===== STUDY MATERIAL

// src/state.rs

use std::sync::{Arc, OnceLock};

use axum::extract::FromRef;

use crate::store::{QuestionStore, ScoreStore};

/// Set-once handle to the question store.
///
/// Starts empty; the startup task fills it after the document store
/// connection succeeds. Clones share the same cell.
#[derive(Clone, Default)]
pub struct Readiness {
    questions: Arc<OnceLock<Arc<dyn QuestionStore>>>,
}

impl Readiness {
    pub fn new() -> Self {
        Self::default()
    }

    /// Installs the connected store. Only the first call has any effect;
    /// returns whether this call performed the transition.
    pub fn mark_ready(&self, store: Arc<dyn QuestionStore>) -> bool {
        let transitioned = self.questions.set(store).is_ok();
        if transitioned {
            tracing::info!("Question store ready, accepting requests");
        } else {
            tracing::warn!("Question store was already marked ready; ignoring");
        }
        transitioned
    }

    pub fn is_ready(&self) -> bool {
        self.questions.get().is_some()
    }

    pub fn questions(&self) -> Option<Arc<dyn QuestionStore>> {
        self.questions.get().cloned()
    }
}

#[derive(Clone)]
pub struct AppState {
    pub scores: Arc<dyn ScoreStore>,
    pub readiness: Readiness,
}

impl AppState {
    pub fn new(scores: Arc<dyn ScoreStore>, readiness: Readiness) -> Self {
        Self { scores, readiness }
    }
}

impl FromRef<AppState> for Arc<dyn ScoreStore> {
    fn from_ref(state: &AppState) -> Self {
        state.scores.clone()
    }
}

impl FromRef<AppState> for Readiness {
    fn from_ref(state: &AppState) -> Self {
        state.readiness.clone()
    }
}
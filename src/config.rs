// src/config.rs

use std::env;

use thiserror::Error;

/// Port the HTTP listener binds when `PORT` is unset.
pub const DEFAULT_PORT: u16 = 5000;

#[derive(Debug, Error)]
pub enum ConfigError {
    #[error("{0} must be set")]
    Missing(&'static str),

    #[error("{var} has an invalid value '{value}'")]
    Invalid { var: &'static str, value: String },
}

/// Connection settings for the relational score table.
#[derive(Debug, Clone)]
pub struct MySqlSettings {
    pub host: String,
    pub port: u16,
    pub user: String,
    pub password: Option<String>,
    pub database: Option<String>,
    pub max_connections: u32,
}

/// Connection settings for the question collection.
#[derive(Debug, Clone)]
pub struct MongoSettings {
    pub uri: String,
    /// Falls back to the database named in the URI when unset.
    pub database: Option<String>,
}

#[derive(Debug, Clone)]
pub struct Config {
    pub mysql: MySqlSettings,
    pub mongo: MongoSettings,
    pub port: u16,
    pub rust_log: String,
    pub log_dir: String,
}

impl Config {
    /// Reads configuration from the process environment.
    /// Call `dotenvy::dotenv()` first if a `.env` file should be honoured.
    pub fn from_env() -> Result<Self, ConfigError> {
        Self::from_lookup(|key| env::var(key).ok())
    }

    /// Builds the configuration from an arbitrary key lookup.
    pub fn from_lookup<F>(lookup: F) -> Result<Self, ConfigError>
    where
        F: Fn(&str) -> Option<String>,
    {
        // Empty values count as unset, like an unset shell variable.
        let get = |key: &str| lookup(key).filter(|value| !value.trim().is_empty());

        let mysql = MySqlSettings {
            host: get("MYSQL_HOST").unwrap_or_else(|| "localhost".to_string()),
            port: parse_or("MYSQL_PORT", get("MYSQL_PORT"), 3306)?,
            user: get("MYSQL_USER").unwrap_or_else(|| "root".to_string()),
            password: get("MYSQL_PASSWORD"),
            database: get("MYSQL_DATABASE"),
            max_connections: parse_or("MYSQL_MAX_CONNECTIONS", get("MYSQL_MAX_CONNECTIONS"), 10)?,
        };

        let mongo = MongoSettings {
            uri: get("MONGO_URI").ok_or(ConfigError::Missing("MONGO_URI"))?,
            database: get("MONGO_DB_NAME"),
        };

        Ok(Self {
            mysql,
            mongo,
            port: parse_or("PORT", get("PORT"), DEFAULT_PORT)?,
            rust_log: get("RUST_LOG").unwrap_or_else(|| "info".to_string()),
            log_dir: get("LOG_DIR").unwrap_or_else(|| "logs".to_string()),
        })
    }
}

fn parse_or<T: std::str::FromStr>(
    var: &'static str,
    value: Option<String>,
    default: T,
) -> Result<T, ConfigError> {
    match value {
        Some(raw) => raw
            .trim()
            .parse()
            .map_err(|_| ConfigError::Invalid { var, value: raw }),
        None => Ok(default),
    }
}
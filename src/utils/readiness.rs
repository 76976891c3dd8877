// src/utils/readiness.rs

use std::sync::Arc;

use axum::{
    body::Body,
    extract::{FromRef, FromRequestParts, State},
    http::{Request, request::Parts},
    middleware::Next,
    response::Response,
};

use crate::{error::AppError, state::Readiness, store::QuestionStore};

/// Axum Middleware: Readiness Gate.
///
/// Rejects every request with 503 until the question store has connected,
/// whatever the path. Score routes are gated too.
pub async fn require_ready(
    State(readiness): State<Readiness>,
    req: Request<Body>,
    next: Next,
) -> Result<Response, AppError> {
    if !readiness.is_ready() {
        tracing::debug!(path = %req.uri().path(), "rejecting request before readiness");
        return Err(AppError::NotReady);
    }

    Ok(next.run(req).await)
}

/// Extractor yielding the connected question store.
pub struct Questions(pub Arc<dyn QuestionStore>);

impl<S> FromRequestParts<S> for Questions
where
    Readiness: FromRef<S>,
    S: Send + Sync,
{
    type Rejection = AppError;

    async fn from_request_parts(_parts: &mut Parts, state: &S) -> Result<Self, Self::Rejection> {
        Readiness::from_ref(state)
            .questions()
            .map(Questions)
            .ok_or(AppError::NotReady)
    }
}

#[cfg(test)]
mod tests {
    use super::*;
    use crate::{
        error::StorageResult,
        models::question::{Question, QuestionRequest},
    };
    use async_trait::async_trait;
    use axum::{Router, http::StatusCode, middleware, routing::get};
    use tower::ServiceExt;

    struct EmptyStore;

    #[async_trait]
    impl QuestionStore for EmptyStore {
        async fn list_questions(&self) -> StorageResult<Vec<Question>> {
            Ok(Vec::new())
        }
        async fn create_question(&self, _question: &QuestionRequest) -> StorageResult<String> {
            Ok("0".repeat(24))
        }
        async fn update_question(&self, _id: &str, _question: &QuestionRequest) -> StorageResult<()> {
            Ok(())
        }
        async fn delete_question(&self, _id: &str) -> StorageResult<()> {
            Ok(())
        }
    }

    fn gated(readiness: &Readiness) -> Router {
        Router::new()
            .route("/ping", get(|| async { "pong" }))
            .layer(middleware::from_fn_with_state(readiness.clone(), require_ready))
    }

    async fn status_of(app: Router) -> StatusCode {
        let req = Request::builder().uri("/ping").body(Body::empty()).unwrap();
        app.oneshot(req).await.unwrap().status()
    }

    #[tokio::test]
    async fn gate_opens_after_mark_ready() {
        let readiness = Readiness::new();
        assert_eq!(status_of(gated(&readiness)).await, StatusCode::SERVICE_UNAVAILABLE);

        assert!(readiness.mark_ready(Arc::new(EmptyStore)));
        assert_eq!(status_of(gated(&readiness)).await, StatusCode::OK);
    }

    #[test]
    fn transition_happens_once() {
        let readiness = Readiness::new();
        let observer = readiness.clone();
        assert!(!observer.is_ready());

        assert!(readiness.mark_ready(Arc::new(EmptyStore)));
        assert!(!readiness.mark_ready(Arc::new(EmptyStore)));
        assert!(observer.is_ready());
        assert!(observer.questions().is_some());
    }
}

==========

## INSTRUCTIONS FOR THE TASK
An exact, complete copy of the lines above from the one with "connected question store." through the one with "type Rejection = AppError;" is the whole answer.

## SOLUTION FOR THIS PROBLEM
/// Extractor yielding the connected question store.
pub struct Questions(pub Arc<dyn QuestionStore>);

impl<S> FromRequestParts<S> for Questions
where
    Readiness: FromRef<S>,
    S: Send + Sync,
{
    type Rejection = AppError;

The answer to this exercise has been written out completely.